Hongdao Qian is a Doctor of Jurisprudence and earned a post-doctorate degree in economics. He is the first post-doctorate scholar doing research on the intersection of law and economics. He undertakes an economic analysis of law from the new point of view of Chinese characteristics, has done theoretical work on corporate law, economic law, and comparative law. Before joining Guanghua Law School of Zhejiang University as a professor of law, Professor Qian was a scholar and professor in the graduate school of the Chinese Academy of Social Science, and a senior visiting scholar of Waseda University in 2001. He was also the administrative assistant editor of the Chinese Academic Yearbook, vice-chairman of the China Society of Comparative Law, Chairman of the Board of Supervisors of the China Venture Capital Co., Ltd., commissioner of the Investment Decision Committee, director and vice dean of China Venture Capital Research Institute, and chairman of the Society of Commercial Law of Zhejiang Province, China.

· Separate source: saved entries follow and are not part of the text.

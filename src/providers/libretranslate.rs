/*!
 * LibreTranslate API client.
 *
 * Speaks the LibreTranslate REST protocol: POST `/translate` with
 * `{q, source, target, format}` returning `{"translatedText": ...}`, and
 * GET `/languages` for the supported-pair listing used at session setup.
 */

use async_trait::async_trait;
use log::error;
use reqwest::Client;
use serde::{Deserialize, Serialize};
use std::time::Duration;

use crate::errors::ProviderError;
use crate::providers::TranslationBackend;

/// Request body for the `/translate` endpoint
#[derive(Debug, Clone, Serialize)]
pub struct TranslateRequest {
    /// Text to translate
    pub q: String,
    /// Source language code
    pub source: String,
    /// Target language code
    pub target: String,
    /// Payload format, always "text" for catalog strings
    pub format: String,
    /// API key, omitted when the instance is open
    #[serde(skip_serializing_if = "Option::is_none")]
    pub api_key: Option<String>,
}

/// Response body of the `/translate` endpoint
#[derive(Debug, Clone, Deserialize)]
pub struct TranslateResponse {
    /// Translated text
    #[serde(rename = "translatedText")]
    pub translated_text: String,
}

/// One entry of the `/languages` listing
#[derive(Debug, Clone, Deserialize)]
pub struct BackendLanguage {
    /// Language code the backend understands
    pub code: String,
    /// Display name
    #[serde(default)]
    pub name: String,
    /// Target codes reachable from this source; empty means unrestricted
    #[serde(default)]
    pub targets: Vec<String>,
}

/// Client for a LibreTranslate-compatible translation server
#[derive(Debug, Clone)]
pub struct LibreTranslate {
    base_url: String,
    api_key: Option<String>,
    client: Client,
    max_retries: u32,
    backoff_base_ms: u64,
}

impl LibreTranslate {
    /// Create a new client with retry configuration
    pub fn new_with_config(
        endpoint: impl Into<String>,
        api_key: Option<String>,
        timeout_secs: u64,
        max_retries: u32,
        backoff_base_ms: u64,
    ) -> Self {
        let base_url = endpoint.into().trim_end_matches('/').to_string();

        Self {
            base_url,
            api_key,
            client: Client::builder()
                .timeout(Duration::from_secs(timeout_secs))
                // Keep connections alive across the many small per-leaf requests
                .pool_idle_timeout(Duration::from_secs(90))
                .tcp_keepalive(Duration::from_secs(60))
                .build()
                .unwrap_or_default(),
            max_retries,
            backoff_base_ms,
        }
    }

    /// Create a client with default retry settings
    pub fn new(endpoint: impl Into<String>) -> Self {
        Self::new_with_config(endpoint, None, 30, 3, 1000)
    }

    /// List the languages the backend serves
    pub async fn supported_languages(&self) -> Result<Vec<BackendLanguage>, ProviderError> {
        let url = format!("{}/languages", self.base_url);

        let response = self
            .client
            .get(&url)
            .send()
            .await
            .map_err(|e| ProviderError::ConnectionError(e.to_string()))?;

        let status = response.status();
        if !status.is_success() {
            let message = response
                .text()
                .await
                .unwrap_or_else(|_| "Failed to get error response text".to_string());
            return Err(ProviderError::ApiError {
                status_code: status.as_u16(),
                message,
            });
        }

        response
            .json::<Vec<BackendLanguage>>()
            .await
            .map_err(|e| ProviderError::ParseError(e.to_string()))
    }

    /// POST one translation request, retrying transient failures.
    ///
    /// Server errors and network errors are retried with exponential backoff;
    /// client errors fail immediately (they will not get better on retry).
    async fn request_translation(
        &self,
        request: &TranslateRequest,
    ) -> Result<TranslateResponse, ProviderError> {
        let url = format!("{}/translate", self.base_url);

        let mut attempt = 0;
        let mut last_error = None;

        while attempt <= self.max_retries {
            let response_result = self.client.post(&url).json(request).send().await;

            match response_result {
                Ok(response) => {
                    let status = response.status();
                    if status.is_success() {
                        return response
                            .json::<TranslateResponse>()
                            .await
                            .map_err(|e| ProviderError::ParseError(e.to_string()));
                    } else if status.is_server_error() {
                        // Server error - can retry
                        let message = response
                            .text()
                            .await
                            .unwrap_or_else(|_| "Failed to get error response text".to_string());
                        error!(
                            "Translation API error ({}): {} - attempt {}/{}",
                            status,
                            message,
                            attempt + 1,
                            self.max_retries + 1
                        );
                        last_error = Some(ProviderError::ApiError {
                            status_code: status.as_u16(),
                            message,
                        });
                    } else {
                        // Client error - don't retry
                        let message = response
                            .text()
                            .await
                            .unwrap_or_else(|_| "Failed to get error response text".to_string());
                        return Err(match status.as_u16() {
                            401 | 403 => ProviderError::AuthenticationError(message),
                            _ => ProviderError::ApiError {
                                status_code: status.as_u16(),
                                message,
                            },
                        });
                    }
                }
                Err(e) => {
                    // Network error - can retry
                    error!(
                        "Translation API network error: {} - attempt {}/{}",
                        e,
                        attempt + 1,
                        self.max_retries + 1
                    );
                    last_error = Some(ProviderError::ConnectionError(e.to_string()));
                }
            }

            attempt += 1;

            if attempt <= self.max_retries {
                let backoff_ms = self.backoff_base_ms * (1u64 << (attempt - 1));
                tokio::time::sleep(Duration::from_millis(backoff_ms)).await;
            }
        }

        Err(last_error.unwrap_or_else(|| {
            ProviderError::RequestFailed(format!(
                "Translation request failed after {} attempts",
                self.max_retries + 1
            ))
        }))
    }
}

#[async_trait]
impl TranslationBackend for LibreTranslate {
    async fn translate(
        &self,
        text: &str,
        source: &str,
        target: &str,
    ) -> Result<String, ProviderError> {
        let request = TranslateRequest {
            q: text.to_string(),
            source: source.to_string(),
            target: target.to_string(),
            format: "text".to_string(),
            api_key: self.api_key.clone(),
        };

        let response = self.request_translation(&request).await?;
        Ok(response.translated_text)
    }

    async fn verify_pair(&self, source: &str, target: &str) -> Result<(), ProviderError> {
        let languages = self.supported_languages().await?;

        let source_entry = languages
            .iter()
            .find(|lang| lang.code == source)
            .ok_or_else(|| ProviderError::UnsupportedLanguagePair {
                src_lang: source.to_string(),
                target: target.to_string(),
            })?;

        let target_served = if source_entry.targets.is_empty() {
            languages.iter().any(|lang| lang.code == target)
        } else {
            source_entry.targets.iter().any(|code| code == target)
        };

        if !target_served {
            return Err(ProviderError::UnsupportedLanguagePair {
                src_lang: source.to_string(),
                target: target.to_string(),
            });
        }

        Ok(())
    }
}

Leslie Kuan-Hsi Wang is the Assistant Dean and Professor of Law at the Zhejiang University Guanghua Law School in Hangzhou, China and an Adjunct Associate Professor at the Shizouka University Law School in Shizouka, Japan. Professor Wang has been a visiting scholar at the Harvard-Yenching Institute in Cambridge, Massachusetts in the U.S. and the Soochow University Law School in Taipei, Taiwan and a postdoctoral researcher at the Renmin University of China Law School in Beijing, China.
Jun Zhais is an Associate Professor at Guanghua Law School, Zhejiang University. He currently serves as the head of Research Institute of International law, Zhejiang University. He earned his J.D. at Cornell Law School, LL.M. at Harvard Law School, and LL.B. at Zhejiang University. Before joining Guanghua Law School, he was a visiting scholar at Harvard Law School, East Asian Legal Studies. He also worked as a corporate associate at Mintz Levin Cohn Ferris Glovsky and Popeo P.C. and Kirkland & Ellis International LLP, where he focused his practice on mergers, acquisitions, private equity, public offerings, and private placements. He has published widely on international economic law and comparative law in top journals. He is a Director and Deputy Secretary-General of Commercial Law Section, Law Society of Zhejiang Province. He also serves as a Director of International Economic Law Section, Law Society of Zhejiang Province.